Heimliches Treffen für sowjetische Zeitungen? Deswegen trifft Mischa einen US-Journalisten: Nicht einmal die eigenen Zeitungen geben sie anscheinend Westlern freiwillig zum Lesen. Und jetzt kommt der Clou: Nick kriegt einen großen Bahnhof vom KGB:
"In diesem Augenblick kam hinter einigen Büschen ein Lastwagen hervor. Ungefähr acht KGB-Leute sprangen auf mich zu und legten mir Handschellen an."
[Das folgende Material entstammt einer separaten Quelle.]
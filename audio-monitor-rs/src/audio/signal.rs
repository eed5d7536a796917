//! Zero-payload notifications with any number of subscribers.

use std::sync::atomic::{AtomicU64, Ordering};
use std::sync::{Arc, Condvar, Mutex, MutexGuard, PoisonError};
use std::thread::{self, ThreadId};

type Callback = Arc<dyn Fn() + Send + Sync>;

/// Handle returned by [`Notification::connect`], used to disconnect later.
#[derive(Debug, Clone, Copy, PartialEq, Eq, Hash)]
pub struct SubscriptionId(u64);

impl SubscriptionId {
    pub fn as_u64(self) -> u64 {
        self.0
    }

    pub fn from_u64(id: u64) -> Self {
        Self(id)
    }
}

#[derive(Default)]
struct Subscribers {
    connected: Vec<(SubscriptionId, Callback)>,
    /// Invocations currently executing, and the thread running each.
    running: Vec<(SubscriptionId, ThreadId)>,
}

/// A fire-and-forget notification.
///
/// Subscribers are invoked synchronously on whichever thread calls
/// [`emit`](Self::emit), so they must be `Send + Sync`. Once
/// [`disconnect`](Self::disconnect) or
/// [`disconnect_all`](Self::disconnect_all) returns, the removed subscribers
/// are not running on any other thread and will not be invoked again.
pub struct Notification {
    name: &'static str,
    next_id: AtomicU64,
    subscribers: Mutex<Subscribers>,
    idle: Condvar,
}

/// Marks one invocation as finished, even if the subscriber panics.
struct Running<'a> {
    notification: &'a Notification,
    id: SubscriptionId,
    thread: ThreadId,
}

impl Drop for Running<'_> {
    fn drop(&mut self) {
        let mut subscribers = self.notification.lock();
        if let Some(pos) = subscribers
            .running
            .iter()
            .position(|&(id, thread)| id == self.id && thread == self.thread)
        {
            subscribers.running.swap_remove(pos);
        }
        drop(subscribers);
        self.notification.idle.notify_all();
    }
}

impl Notification {
    pub fn new(name: &'static str) -> Self {
        Self {
            name,
            next_id: AtomicU64::new(1),
            subscribers: Mutex::new(Subscribers::default()),
            idle: Condvar::new(),
        }
    }

    pub fn name(&self) -> &'static str {
        self.name
    }

    /// Attach a subscriber.
    pub fn connect<F>(&self, callback: F) -> SubscriptionId
    where
        F: Fn() + Send + Sync + 'static,
    {
        let id = SubscriptionId(self.next_id.fetch_add(1, Ordering::Relaxed));
        self.lock().connected.push((id, Arc::new(callback)));
        tracing::debug!(notification = self.name, id = id.0, "Subscriber connected");
        id
    }

    /// Detach a subscriber. Returns false if the id was not connected.
    ///
    /// Blocks while the subscriber is running on another thread. A subscriber
    /// may disconnect itself from inside its own callback.
    pub fn disconnect(&self, id: SubscriptionId) -> bool {
        let mut subscribers = self.lock();
        let before = subscribers.connected.len();
        subscribers.connected.retain(|(sid, _)| *sid != id);
        let removed = before != subscribers.connected.len();
        self.wait_until_idle(subscribers, |sid| sid == id);
        removed
    }

    /// Detach every subscriber, waiting out invocations on other threads.
    pub fn disconnect_all(&self) {
        let mut subscribers = self.lock();
        subscribers.connected.clear();
        self.wait_until_idle(subscribers, |_| true);
    }

    pub fn subscriber_count(&self) -> usize {
        self.lock().connected.len()
    }

    /// Invoke every subscriber once.
    ///
    /// Subscribers connected during the emit are not invoked; subscribers
    /// disconnected before their turn are skipped.
    pub fn emit(&self) {
        let ids: Vec<SubscriptionId> = self.lock().connected.iter().map(|(id, _)| *id).collect();
        tracing::trace!(notification = self.name, subscribers = ids.len(), "Emitting");

        let thread = thread::current().id();
        for id in ids {
            let callback = {
                let mut subscribers = self.lock();
                let Some(callback) = subscribers
                    .connected
                    .iter()
                    .find(|(sid, _)| *sid == id)
                    .map(|(_, cb)| cb.clone())
                else {
                    continue;
                };
                subscribers.running.push((id, thread));
                callback
            };

            let _running = Running {
                notification: self,
                id,
                thread,
            };
            callback();
        }
    }

    fn wait_until_idle<P>(&self, mut subscribers: MutexGuard<'_, Subscribers>, matches: P)
    where
        P: Fn(SubscriptionId) -> bool,
    {
        let current = thread::current().id();
        while subscribers
            .running
            .iter()
            .any(|&(id, thread)| matches(id) && thread != current)
        {
            subscribers = self
                .idle
                .wait(subscribers)
                .unwrap_or_else(PoisonError::into_inner);
        }
    }

    fn lock(&self) -> MutexGuard<'_, Subscribers> {
        self.subscribers.lock().unwrap_or_else(PoisonError::into_inner)
    }
}

impl std::fmt::Debug for Notification {
    fn fmt(&self, f: &mut std::fmt::Formatter<'_>) -> std::fmt::Result {
        f.debug_struct("Notification")
            .field("name", &self.name)
            .field("subscribers", &self.subscriber_count())
            .finish()
    }
}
Weia, eine Falle! Erstaunlicherweise gibt es an der Story Daniloffs unter Demokraten - und nicht einmal bei Präsident Reagan selbst - kaum (Glaubens-)Zweifel, während die ähnliche Geschichte Sacharows allgemein als erfundene Retourkutsche des KGB abgetan wird. Dazu gehört, daß zwar jeder aufgeklärte Beobachter abgeklärt weiß, was in den Botschaften der Sowjetunion so alles getrieben wird an nachrichtendienstlicher Tätigkeit, sich aber keiner der ansonsten so hintergrundkundigen Westjournalisten jetzt daran erinnern möchte, daß Daniloffs Arbeitgeber "US News and World Report" eine vom CIA initiierte und geförderte Publikation ist, die über eine sehr geringe Auflage, aber über eines der größten "Korrespondenten"netze, namentlich in Oststaaten und Krisengebieten, verfügt.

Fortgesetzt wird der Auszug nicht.